Относился этот человек к той категории людей, которая теперь называет себя «национально-мыслящие» — только без их агрессивности и передергивания — просто стоял за свой язык и культуру. Впрочем, как многие украинские националисты, он был склонен к «националогии», к абсолютизации вопроса о национальности — меня он корил за чуждость еврейской традиции. Конечно, все это — общее впечатление, конкретных его высказываний я почти не помню.
Как-то я прочел ему одно мое тогдашнее стихотворение, вполне сталинистское и абсолютно непечатное. Представляло оно собой рассказ командира об отступлении 1941 года через враждебно настроенные галицийские села. О том, как стреляли вслед, как было это больно и тяжело, «пока не вышли к Шепетовке — за линию погранзастав» — к людям нашей судьбы, прошедшим через все и все понимающим. Стихи эти перед арестом и сразу после смерти Сталина печатать было невозможно (и слава Богу!), а потом у меня и желания такого не возникало. Стихи эти были о превосходстве советского — читай: романтического — миропонимания над отсталым и мелким. Это отношение лежит в основе трагических воспоминаний того офицера, альтер эго автора, об этих дополнительно тяжких и обидных обстоятельствах нашего отступления. Он с горькой укоризной вспоминает — мы вынуждены отступать перед таким врагом, а в это время наш отход задерживают «пулеметы с колоколен», и вдобавок: «На нас косятся воровато в мохнатых шапках мужики».
Я полагал, что чувствую и рисую объективную трагедию бытия и революции, но мой собеседник воспринял это иначе.
— А у этих мужиков, наверное, были причины смотреть вслед нашим войскам недоброжелательно? — спросил он, выслушав мои стихи.
Вопрос поставил меня в тупик. Я ведь тоже знал, что у них есть на то причины и, собственно, не скрывал этого. Просто я был убежден, что достойней было быть выше, и имел идиотизм презирать этих мужиков за неспособность воспарить на подобные «высоты». Но и ему, старому коммунисту, взбираться на них не захотелось[9]
, что ставило меня в тупик, но не уменьшало моих симпатий к этому человеку.А он все больше меня поражал.

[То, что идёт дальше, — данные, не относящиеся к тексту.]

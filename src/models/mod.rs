pub mod category;
pub mod environment;
pub mod forecast;
pub mod suggestion;
pub mod wardrobe;
pub mod wear_log;

pub use category::*;
pub use environment::*;
pub use forecast::*;
pub use suggestion::*;
pub use wardrobe::*;
pub use wear_log::*;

Однажды он мне объяснил, что в лагере лучше всех себя ведут дети раскулаченных. Поскольку дома им внушены четкие правила поведения и общежития — среди них почти не бывает стукачей или воришек[10]

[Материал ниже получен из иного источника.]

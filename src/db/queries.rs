use crate::db::Database;
use crate::error::{ConciergeError, Result};
use crate::models::{
    GarmentCategory, Rating, Thickness, Transport, WardrobeItem, WearLog, Weight, WindResistance,
};
use chrono::{DateTime, NaiveDate, Utc};
use rusqlite::{params, Row};
use tracing::warn;

const DATE_FORMAT: &str = "%Y-%m-%d";

// Wardrobe Queries

impl Database {
    /// Insert a new item. A blank name is replaced by the category name.
    pub fn add_item(&self, item: &WardrobeItem) -> Result<()> {
        let name = if item.name.trim().is_empty() {
            GarmentCategory::lookup(item.category_id)
                .map(|c| c.name.to_string())
                .unwrap_or_else(|| "Outer".to_string())
        } else {
            item.name.clone()
        };

        self.with_conn(|conn| {
            conn.execute(
                r#"
                INSERT INTO wardrobe_items
                    (id, category_id, name, thickness, weight, wind_resistance, color,
                     image, warmth, has_hood, created_at)
                VALUES (?1, ?2, ?3, ?4, ?5, ?6, ?7, ?8, ?9, ?10, ?11)
                "#,
                params![
                    item.id,
                    item.category_id,
                    name,
                    item.thickness.as_str(),
                    item.weight.as_str(),
                    item.wind_resistance.as_str(),
                    item.color,
                    item.image,
                    item.warmth,
                    item.has_hood,
                    item.created_at.to_rfc3339(),
                ],
            )?;
            Ok(())
        })
    }

    /// All items in the order they were added
    pub fn list_items(&self) -> Result<Vec<WardrobeItem>> {
        self.with_conn(|conn| {
            let mut stmt = conn.prepare("SELECT * FROM wardrobe_items ORDER BY seq")?;
            let items = stmt
                .query_map([], row_to_item)?
                .collect::<rusqlite::Result<Vec<_>>>()?;
            Ok(items)
        })
    }

    pub fn get_item(&self, id: &str) -> Result<Option<WardrobeItem>> {
        self.with_conn(|conn| {
            conn.query_row(
                "SELECT * FROM wardrobe_items WHERE id = ?1",
                [id],
                row_to_item,
            )
            .optional()
            .map_err(Into::into)
        })
    }

    pub fn update_item(&self, item: &WardrobeItem) -> Result<()> {
        let changed = self.with_conn(|conn| {
            Ok(conn.execute(
                r#"
                UPDATE wardrobe_items SET
                    category_id = ?1, name = ?2, thickness = ?3, weight = ?4,
                    wind_resistance = ?5, color = ?6, image = ?7, warmth = ?8, has_hood = ?9
                WHERE id = ?10
                "#,
                params![
                    item.category_id,
                    item.name,
                    item.thickness.as_str(),
                    item.weight.as_str(),
                    item.wind_resistance.as_str(),
                    item.color,
                    item.image,
                    item.warmth,
                    item.has_hood,
                    item.id,
                ],
            )?)
        })?;

        if changed == 0 {
            return Err(ConciergeError::NotFound(format!("wardrobe item {}", item.id)));
        }
        Ok(())
    }

    pub fn delete_item(&self, id: &str) -> Result<()> {
        let changed = self.with_conn(|conn| {
            Ok(conn.execute("DELETE FROM wardrobe_items WHERE id = ?1", [id])?)
        })?;

        if changed == 0 {
            return Err(ConciergeError::NotFound(format!("wardrobe item {}", id)));
        }
        Ok(())
    }
}

fn row_to_item(row: &Row) -> rusqlite::Result<WardrobeItem> {
    let thickness_str: String = row.get("thickness")?;
    let weight_str: String = row.get("weight")?;
    let wind_str: String = row.get("wind_resistance")?;
    let created_at_str: String = row.get("created_at")?;

    let thickness = Thickness::from_str(&thickness_str).unwrap_or_else(|| {
        warn!(thickness = %thickness_str, "Unknown thickness in database, defaulting to normal");
        Thickness::Normal
    });
    let weight = Weight::from_str(&weight_str).unwrap_or_else(|| {
        warn!(weight = %weight_str, "Unknown weight in database, defaulting to normal");
        Weight::Normal
    });
    let wind_resistance = WindResistance::from_str(&wind_str).unwrap_or_else(|| {
        warn!(
            wind_resistance = %wind_str,
            "Unknown wind_resistance in database, defaulting to normal"
        );
        WindResistance::Normal
    });

    Ok(WardrobeItem {
        id: row.get("id")?,
        category_id: row.get("category_id")?,
        name: row.get("name")?,
        thickness,
        weight,
        wind_resistance,
        color: row.get("color")?,
        image: row.get("image")?,
        warmth: row.get("warmth")?,
        has_hood: row.get("has_hood")?,
        created_at: parse_timestamp(&created_at_str),
    })
}

// Wear Log Queries

impl Database {
    pub fn add_log(&self, log: &WearLog) -> Result<()> {
        self.with_conn(|conn| {
            conn.execute(
                r#"
                INSERT INTO wear_logs
                    (id, date, item_name, item_color, min_temp, max_temp, transport,
                     start_hour, end_hour, rating, created_at)
                VALUES (?1, ?2, ?3, ?4, ?5, ?6, ?7, ?8, ?9, ?10, ?11)
                "#,
                params![
                    log.id,
                    log.date.format(DATE_FORMAT).to_string(),
                    log.item_name,
                    log.item_color,
                    log.min_temp,
                    log.max_temp,
                    log.transport.map(|t| t.as_str()),
                    log.start_hour,
                    log.end_hour,
                    log.rating.map(|r| r.as_str()),
                    log.created_at.to_rfc3339(),
                ],
            )?;
            Ok(())
        })
    }

    /// Newest first
    pub fn list_logs(&self) -> Result<Vec<WearLog>> {
        self.with_conn(|conn| {
            let mut stmt =
                conn.prepare("SELECT * FROM wear_logs ORDER BY date DESC, created_at DESC")?;
            let logs = stmt
                .query_map([], row_to_log)?
                .collect::<rusqlite::Result<Vec<_>>>()?;
            Ok(logs)
        })
    }

    pub fn get_log(&self, id: &str) -> Result<Option<WearLog>> {
        self.with_conn(|conn| {
            conn.query_row("SELECT * FROM wear_logs WHERE id = ?1", [id], row_to_log)
                .optional()
                .map_err(Into::into)
        })
    }

    pub fn rate_log(&self, id: &str, rating: Rating) -> Result<()> {
        let changed = self.with_conn(|conn| {
            Ok(conn.execute(
                "UPDATE wear_logs SET rating = ?1 WHERE id = ?2",
                params![rating.as_str(), id],
            )?)
        })?;

        if changed == 0 {
            return Err(ConciergeError::NotFound(format!("wear log {}", id)));
        }
        Ok(())
    }

    pub fn delete_log(&self, id: &str) -> Result<()> {
        let changed = self
            .with_conn(|conn| Ok(conn.execute("DELETE FROM wear_logs WHERE id = ?1", [id])?))?;

        if changed == 0 {
            return Err(ConciergeError::NotFound(format!("wear log {}", id)));
        }
        Ok(())
    }
}

fn row_to_log(row: &Row) -> rusqlite::Result<WearLog> {
    let date_str: String = row.get("date")?;
    let transport_str: Option<String> = row.get("transport")?;
    let rating_str: Option<String> = row.get("rating")?;
    let created_at_str: String = row.get("created_at")?;

    let transport = transport_str.as_ref().and_then(|t| {
        Transport::from_str(t).or_else(|| {
            warn!(transport = %t, "Unknown transport in database, ignoring");
            None
        })
    });
    let rating = rating_str.as_ref().and_then(|r| {
        Rating::from_str(r).or_else(|| {
            warn!(rating = %r, "Unknown rating in database, ignoring");
            None
        })
    });

    Ok(WearLog {
        id: row.get("id")?,
        date: NaiveDate::parse_from_str(&date_str, DATE_FORMAT)
            .unwrap_or_else(|_| chrono::Local::now().date_naive()),
        item_name: row.get("item_name")?,
        item_color: row.get("item_color")?,
        min_temp: row.get("min_temp")?,
        max_temp: row.get("max_temp")?,
        transport,
        start_hour: row.get("start_hour")?,
        end_hour: row.get("end_hour")?,
        rating,
        created_at: parse_timestamp(&created_at_str),
    })
}

fn parse_timestamp(s: &str) -> DateTime<Utc> {
    DateTime::parse_from_rfc3339(s)
        .map(|dt| dt.with_timezone(&Utc))
        .unwrap_or_else(|_| Utc::now())
}

trait OptionalExt<T> {
    fn optional(self) -> rusqlite::Result<Option<T>>;
}

impl<T> OptionalExt<T> for rusqlite::Result<T> {
    fn optional(self) -> rusqlite::Result<Option<T>> {
        match self {
            Ok(v) => Ok(Some(v)),
            Err(rusqlite::Error::QueryReturnedNoRows) => Ok(None),
            Err(e) => Err(e),
        }
    }
}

. Думаю, что это его понимание определялось тем, что он был украинским интеллигентом, которому голодомор (в целях сокрытия которого его, скорее всего, и «изолировали») на многое открыл глаза. Меня эти слова поражали — они ведь противоречили мировоззрению, — но удивили гораздо меньше. Ледяное дыхание ГУЛАГа было объективной реальностью, весьма жестко данной мне в ощущении, и я интуитивно чувствовал за его словами опыт, а в глубине души воспринимал и их логику.Душа, стыдясь самой себя, начинала уже искать чего-то прочного, противостоящего верховному беспределу. И ценность людей, воспитанных в твердых (пусть «обывательских») правилах, в тех условиях была вполне ощутимой — даже и для меня. Романтические представления понемногу корректировались. Но мировоззрения это пока не затрагивало. Диалектика способна увязать и примирить что угодно с чем угодно. На то и «единство противоречий».
Естественно, встречал я на пересылках и коммунистов «ежовского набора» — «повторников» и этапируемых прямо из лагерей после отбытия срока в ссылки. В основном это были комсомольцы двадцатых и начала тридцатых годов — «те мальчики, что опоздали родиться / К тачанкам и трубам гражданской войны» (Я.Смеляков), оппозиционеры и «примкнувшие к ним» для заполнения «квоты». Тогда уже разница между ними ощущалась резко — Сталина они ненавидели и презирали почти все. Конечно, они были в своих представлениях о мире ограниченны, но, поскольку я тогда в своих суждениях был еще более ограничен, я этого понимать не мог. Не мог же я считать ограниченностью верность коммунизму и Ленину. Да это и вообще было не в духе времени — думаю, что и абсолютное большинство населения камеры, относясь к Сталину вполне враждебно, Ленина, точнее миф о Ленине, под сомнение не ставили. Я отличался от всех вовсе не близостью к истине, а еще большим отдалением от нее — защищал Сталина.
Тут я и вступал с ними в спор. Они не принимали меня за идиота, чей кругозор ограничен официальной пропагандой, только потому, что обнаруживали, что я все же знаю и понимаю, как было на самом деле. И поэтому (хотя нес я жестокую чушь) относились ко мне тепло, по-отечески. Но понимания, что они сами явились кузнецами своего (если бы только своего!) несчастья, у них не было. У меня тоже.